And other times, you have to sort of start to like create a hybrid where you're going to say okay, on one track, we're going to kind of create this cutover opportunity. We're going to create some walled gardens and we're going to sort of like place some bets about what's going to work and what isn't.

And so, really what it is, is [00:14:00] about having some outside expertise of having been to that particular rodeo. Having seen this before, we can kind of look at it and go, these are kind of your opportunities. What would you like to prioritize? Where's the greatest pain that you have?

And honestly, the third category is sometimes what it takes is people are so convinced that their world is on fire, but when you really get them to sit down and look on it, they realize the world is not on fire, that actually nothing is burning. But they're so used to sitting around and complaining about it and not doing anything about it, that when you sit down and you actually look at it and you say, okay. Great. I understand. Everything's terrible. Everything's broken. What would you like to fix first?

They actually can't tell you. There's no willingness to actually be a part of a solution. They just really like complaining. And as soon as you start forcing people into prioritization of, all right, I get it. Everything's [00:15:00] terrible. Nothing works. Where would you like to start? What's most important? What are your priorities? What are the outcomes you're trying to drive to? Is it growth? Is it margin? Is it employee satisfaction? Is it customer satisfaction? What is the most important thing for you to work on right now?

And then we go hunting for the opportunities that align to that and we say, great, then we're just going to work on these things first. All of a sudden, people go, Oh, okay, let's do that. And then everything else starts to fall away and you start to see that those opportunities come. And it's just another word for prioritization, right?

And a lot of times companies will find that they're so comfortable complaining that they realize they haven't really put any muscle behind figuring out what they want to do about it. And as soon as someone shows up and says, well, let's do something about it? They sort of wake up out of that stupor and they're ready to move. So, that's what we end up kind of coming in to do is say, okay, well, what do you want to do about it? They go, Oh, you mean we actually can choose something different? Okay, let's do that. You know?[00:16:00]

Erik Martinez: That makes a ton of sense. It's always overwhelming to look at the mountain of complaints. Identifying the one or two things that you can focus on is a really, really good strategy to employ. Let's shift to a little bit of a broader perspective. What do you think, Jen, are the most significant trends shaping digital? And we would insert the word marketing typically in here, but I think you've opened their eyes to a bigger concept of digital. What are the most significant trends shaping digital today? And how should businesses adapt to those changes to stay competitive?

Jen Swanson: Well, I think I lose my street cred if I don't start with AI, right? Do you have to kick me off the podcast?

Tim Curtis: Pretty much. There's a trap door.

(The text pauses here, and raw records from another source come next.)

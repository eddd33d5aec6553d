//! Scaling pipeline driver
//!
//! Connects the inbound pad to the filter and the outbound sink. The
//! model is cooperative and single-threaded: each frame is processed to
//! completion (or failure) before the next one is accepted, with no
//! internal queuing.

use crate::error::Result;
use crate::filter::ScaleFilter;
use crate::sink::FrameSink;
use crate::types::{Stats, VideoFrame};

/// Drives frames through a [`ScaleFilter`] into a [`FrameSink`]
pub struct ScalePipeline {
    filter: ScaleFilter,
    sink: Box<dyn FrameSink>,
}

impl ScalePipeline {
    pub fn new(filter: ScaleFilter, sink: Box<dyn FrameSink>) -> Self {
        Self { filter, sink }
    }

    /// Accept one frame from upstream and forward the converted result.
    /// Sink errors propagate unchanged; they signal downstream
    /// backpressure or shutdown.
    pub fn push(&mut self, frame: VideoFrame) -> Result<()> {
        let out = self.filter.filter_frame(frame)?;
        self.sink.emit(out)
    }

    /// Run a whole sequence of frames, stopping at the first error
    pub fn run(&mut self, frames: impl IntoIterator<Item = VideoFrame>) -> Result<()> {
        for frame in frames {
            self.push(frame)?;
        }
        Ok(())
    }

    pub fn filter(&self) -> &ScaleFilter {
        &self.filter
    }

    pub fn frames_emitted(&self) -> u64 {
        self.sink.frames_emitted()
    }

    /// Finalize the sink and return the filter statistics
    pub fn finish(mut self) -> Result<Stats> {
        self.sink.finish()?;
        Ok(self.filter.stats())
    }
}
#[cfg(test)]
mod tests {
    use super::*;
    use crate::device::stub::{StubCall, StubEngine};
    use crate::types::{SideData, SideDataKind};

    const E_FAIL: i32 = 0x8000_4005u32 as i32;

    fn halving_config() -> ScaleConfig {
        ScaleConfig::default().with_size("iw/2", "ih/2")
    }

    fn setup(config: ScaleConfig) -> (Arc<StubEngine>, ScaleFilter, FramePool) {
        let stub = StubEngine::new();
        let engine: Arc<dyn VideoEngine> = stub.clone();
        let filter = ScaleFilter::new(engine.clone(), config).unwrap();
        let source =
            FramePool::new(engine, Resolution::FHD_1080P, SurfaceFormat::Nv12, 8).unwrap();
        (stub, filter, source)
    }

    fn next_frame(source: &FramePool, pts: i64) -> VideoFrame {
        let mut frame = source.acquire().unwrap();
        frame.pts = pts;
        frame.dts = pts - 1_000;
        frame.duration = 16_666;
        frame
    }

    #[test]
    fn test_halving_1080p() {
        let (_stub, mut filter, source) = setup(halving_config());

        for i in 0..5 {
            let pts = i * 16_666;
            let out = filter.filter_frame(next_frame(&source, pts)).unwrap();
            assert_eq!(out.resolution(), Resolution::new(960, 540));
            assert_eq!(out.format, SurfaceFormat::Nv12);
            assert_eq!(out.pts, pts);
        }
        assert_eq!(filter.output_geometry(), Some(Resolution::new(960, 540)));
    }

    #[test]
    fn test_p010_output_selector() {
        let (_stub, mut filter, source) =
            setup(halving_config().with_format(SurfaceFormat::P010));
        let out = filter.filter_frame(next_frame(&source, 0)).unwrap();
        assert_eq!(out.format, SurfaceFormat::P010);
        assert_eq!(out.resolution(), Resolution::new(960, 540));
    }

    #[test]
    fn test_binding_created_once() {
        let (stub, mut filter, source) = setup(halving_config());

        for i in 0..3 {
            filter.filter_frame(next_frame(&source, i)).unwrap();
        }

        let counters = stub.counters();
        assert_eq!(counters.enumerators_created, 1);
        assert_eq!(counters.processors_created, 1);
        assert_eq!(counters.blits, 3);
        assert_eq!(filter.stats().bindings_created, 1);
    }

    #[test]
    fn test_metadata_propagation() {
        let (_stub, mut filter, source) = setup(halving_config());

        let mut frame = next_frame(&source, 40_000);
        frame.side_data.push(SideData {
            kind: SideDataKind::MasteringDisplay,
            data: vec![9, 9, 9],
        });
        let side_data = frame.side_data.clone();

        let out = filter.filter_frame(frame).unwrap();
        assert_eq!(out.pts, 40_000);
        assert_eq!(out.dts, 39_000);
        assert_eq!(out.duration, 16_666);
        assert_eq!(out.side_data, side_data);
        // Geometry comes from negotiation, not from the input frame.
        assert_eq!(out.resolution(), Resolution::new(960, 540));
    }

    #[test]
    fn test_output_carries_filter_device() {
        let (stub, mut filter, source) = setup(halving_config());
        let out = filter.filter_frame(next_frame(&source, 0)).unwrap();
        assert_eq!(out.device, stub.device_binding());
    }

    #[test]
    fn test_device_mismatch_issues_no_engine_calls() {
        let (stub, mut filter, _source) = setup(halving_config());

        let other: Arc<dyn VideoEngine> = StubEngine::new();
        let foreign_pool =
            FramePool::new(other, Resolution::FHD_1080P, SurfaceFormat::Nv12, 2).unwrap();
        let foreign = foreign_pool.acquire().unwrap();

        let before = stub.counters();
        let err = filter.filter_frame(foreign).unwrap_err();
        assert!(matches!(err, Error::DeviceMismatch { .. }));
        assert!(err.is_config());
        assert_eq!(stub.counters(), before);
        assert!(filter.output_geometry().is_none());
    }

    #[test]
    fn test_geometry_change_rejected_binding_kept() {
        let (stub, mut filter, source) = setup(halving_config());
        filter.filter_frame(next_frame(&source, 0)).unwrap();

        let engine: Arc<dyn VideoEngine> = stub.clone();
        let hd_source =
            FramePool::new(engine, Resolution::HD_720P, SurfaceFormat::Nv12, 2).unwrap();
        let err = filter.filter_frame(hd_source.acquire().unwrap()).unwrap_err();
        assert!(matches!(err, Error::GeometryChanged(_)));

        // The binding still serves correctly-sized frames.
        let out = filter.filter_frame(next_frame(&source, 1)).unwrap();
        assert_eq!(out.resolution(), Resolution::new(960, 540));
        assert_eq!(filter.stats().bindings_created, 1);
    }

    #[test]
    fn test_input_format_change_rejected() {
        let (stub, mut filter, source) = setup(halving_config());
        filter.filter_frame(next_frame(&source, 0)).unwrap();

        let engine: Arc<dyn VideoEngine> = stub.clone();
        let p010_source =
            FramePool::new(engine, Resolution::FHD_1080P, SurfaceFormat::P010, 2).unwrap();
        let err = filter.filter_frame(p010_source.acquire().unwrap()).unwrap_err();
        assert!(matches!(err, Error::GeometryChanged(_)));
    }

    #[test]
    fn test_unsupported_output_format_fails_configuration() {
        let stub = StubEngine::new();
        stub.mark_output_unsupported(SurfaceFormat::P010);
        let engine: Arc<dyn VideoEngine> = stub.clone();
        let mut filter = ScaleFilter::new(
            engine.clone(),
            halving_config().with_format(SurfaceFormat::P010),
        )
        .unwrap();
        let source =
            FramePool::new(engine, Resolution::FHD_1080P, SurfaceFormat::Nv12, 2).unwrap();

        let err = filter.filter_frame(source.acquire().unwrap()).unwrap_err();
        assert!(matches!(err, Error::UnsupportedFormat(_)));

        // Configuration failure sticks until a reset.
        let err = filter.filter_frame(source.acquire().unwrap()).unwrap_err();
        assert!(matches!(err, Error::FilterFailed));
    }

    #[test]
    fn test_configure_failure_marks_failed() {
        let (stub, mut filter, source) = setup(halving_config());
        stub.fail_next(StubCall::CreateProcessor, E_FAIL);

        let err = filter.filter_frame(next_frame(&source, 0)).unwrap_err();
        assert!(err.is_external());
        assert!(matches!(
            filter.filter_frame(next_frame(&source, 1)),
            Err(Error::FilterFailed)
        ));

        // A reset clears the failure and the next frame reconfigures.
        filter.reset();
        let out = filter.filter_frame(next_frame(&source, 2)).unwrap();
        assert_eq!(out.resolution(), Resolution::new(960, 540));
        assert_eq!(filter.stats().bindings_created, 1);
    }

    #[test]
    fn test_blit_failure_is_per_frame() {
        let (stub, mut filter, source) = setup(halving_config());
        filter.filter_frame(next_frame(&source, 0)).unwrap();

        stub.fail_next(StubCall::Blit, E_FAIL);
        let err = filter.filter_frame(next_frame(&source, 1)).unwrap_err();
        assert!(err.is_external());

        // The binding survives an external per-frame failure.
        let out = filter.filter_frame(next_frame(&source, 2)).unwrap();
        assert_eq!(out.pts, 2);

        let stats = filter.stats();
        assert_eq!(stats.frames_in, 3);
        assert_eq!(stats.frames_out, 2);
        assert_eq!(stats.frames_failed, 1);
    }

    #[test]
    fn test_input_views_released_on_every_path() {
        let (stub, mut filter, source) = setup(halving_config());

        filter.filter_frame(next_frame(&source, 0)).unwrap();
        stub.fail_next(StubCall::Blit, E_FAIL);
        let _ = filter.filter_frame(next_frame(&source, 1));
        filter.filter_frame(next_frame(&source, 2)).unwrap();

        let counters = stub.counters();
        assert_eq!(counters.input_views_created, 3);
        // Only the cached output views are still alive.
        assert_eq!(stub.live_views() as u64, counters.output_views_created);
    }

    #[test]
    fn test_failed_frame_returns_pool_slot() {
        let (stub, mut filter, source) = setup(halving_config().with_pool_capacity(1));

        stub.fail_next(StubCall::Blit, E_FAIL);
        assert!(filter.filter_frame(next_frame(&source, 0)).is_err());

        // The output slot taken for the failed frame is free again.
        let out = filter.filter_frame(next_frame(&source, 1)).unwrap();
        assert_eq!(out.pts, 1);
    }

    #[test]
    fn test_pool_exhaustion_is_per_frame() {
        let (_stub, mut filter, source) = setup(halving_config().with_pool_capacity(1));

        let held = filter.filter_frame(next_frame(&source, 0)).unwrap();
        let err = filter.filter_frame(next_frame(&source, 1)).unwrap_err();
        assert!(err.is_resource());

        drop(held);
        let out = filter.filter_frame(next_frame(&source, 2)).unwrap();
        assert_eq!(out.pts, 2);
    }

    #[test]
    fn test_output_views_cached_per_slice() {
        let (stub, mut filter, source) = setup(halving_config().with_pool_capacity(2));

        for i in 0..6 {
            filter.filter_frame(next_frame(&source, i)).unwrap();
        }

        let counters = stub.counters();
        assert_eq!(counters.blits, 6);
        assert!(counters.output_views_created <= 2);
    }

    #[test]
    fn test_teardown_releases_everything() {
        let (stub, mut filter, source) = setup(halving_config());
        filter.filter_frame(next_frame(&source, 0)).unwrap();

        drop(filter);
        assert_eq!(stub.live_enumerators(), 0);
        assert_eq!(stub.live_processors(), 0);
        assert_eq!(stub.live_views(), 0);
        // Only the test's own source pool remains.
        assert_eq!(stub.live_surfaces(), 1);
    }

    #[test]
    fn test_reset_reconfigures_for_new_geometry() {
        let (stub, mut filter, source) = setup(halving_config());
        filter.filter_frame(next_frame(&source, 0)).unwrap();
        assert_eq!(filter.output_geometry(), Some(Resolution::new(960, 540)));

        filter.reset();
        let engine: Arc<dyn VideoEngine> = stub.clone();
        let hd_source =
            FramePool::new(engine, Resolution::HD_720P, SurfaceFormat::Nv12, 2).unwrap();
        let out = filter.filter_frame(hd_source.acquire().unwrap()).unwrap();
        assert_eq!(out.resolution(), Resolution::new(640, 360));
        assert_eq!(filter.stats().bindings_created, 2);
        assert_eq!(stub.live_enumerators(), 1);
        assert_eq!(stub.live_processors(), 1);
    }

    #[test]
    fn test_invalid_options_rejected_at_creation() {
        let engine: Arc<dyn VideoEngine> = StubEngine::new();
        let result = ScaleFilter::new(engine, ScaleConfig::default().with_size("bogus", "ih"));
        assert!(matches!(result, Err(Error::InvalidSizeExpression { .. })));
    }

    #[test]
    fn test_caps() {
        let caps = ScaleFilter::caps();
        assert!(caps.hardware_frames);
        assert!(caps.timeline);
    }
}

Jen Swanson: Right. You just hit the eject button. If I don't start with AI.

Tim Curtis: Exactly.

Jen Swanson: That's the 800-pound gorilla right now. I'm a little bit of a curmudgeon when it comes to AI. Mostly because I like to think of myself as well-seasoned. Okay. Not old. I'm well-seasoned. I have [00:17:00] been around long enough that I have been asked some really ridiculous questions in my career by executives who don't know what they're talking about. And they come to me and they're like, we don't have a, you know, fill-in-the-blank strategy.

I once got asked by somebody, if I had a Snapchat strategy who had no idea what Snapchat was. And we were at a company that didn't need a Snapchat strategy. I, at the time was too young to know that I should have just laughed in his face and walked away. I was like, Oh, I mean, I can put one together for you. You know, because I was a little naive in my career. Now I would have just rolled my eyes and walked away.

I think that there are still some people walking around asking for AI strategies with no idea what they're asking for AI strategies to do. So, let me start with the fact that if you are asking someone for an AI strategy, it should be followed by a statement of what problem you are trying to solve with AI. So, that's my first question. AI is a tool, just like any technology, but it is a very powerful [00:18:00] tool, and it's an exciting tool.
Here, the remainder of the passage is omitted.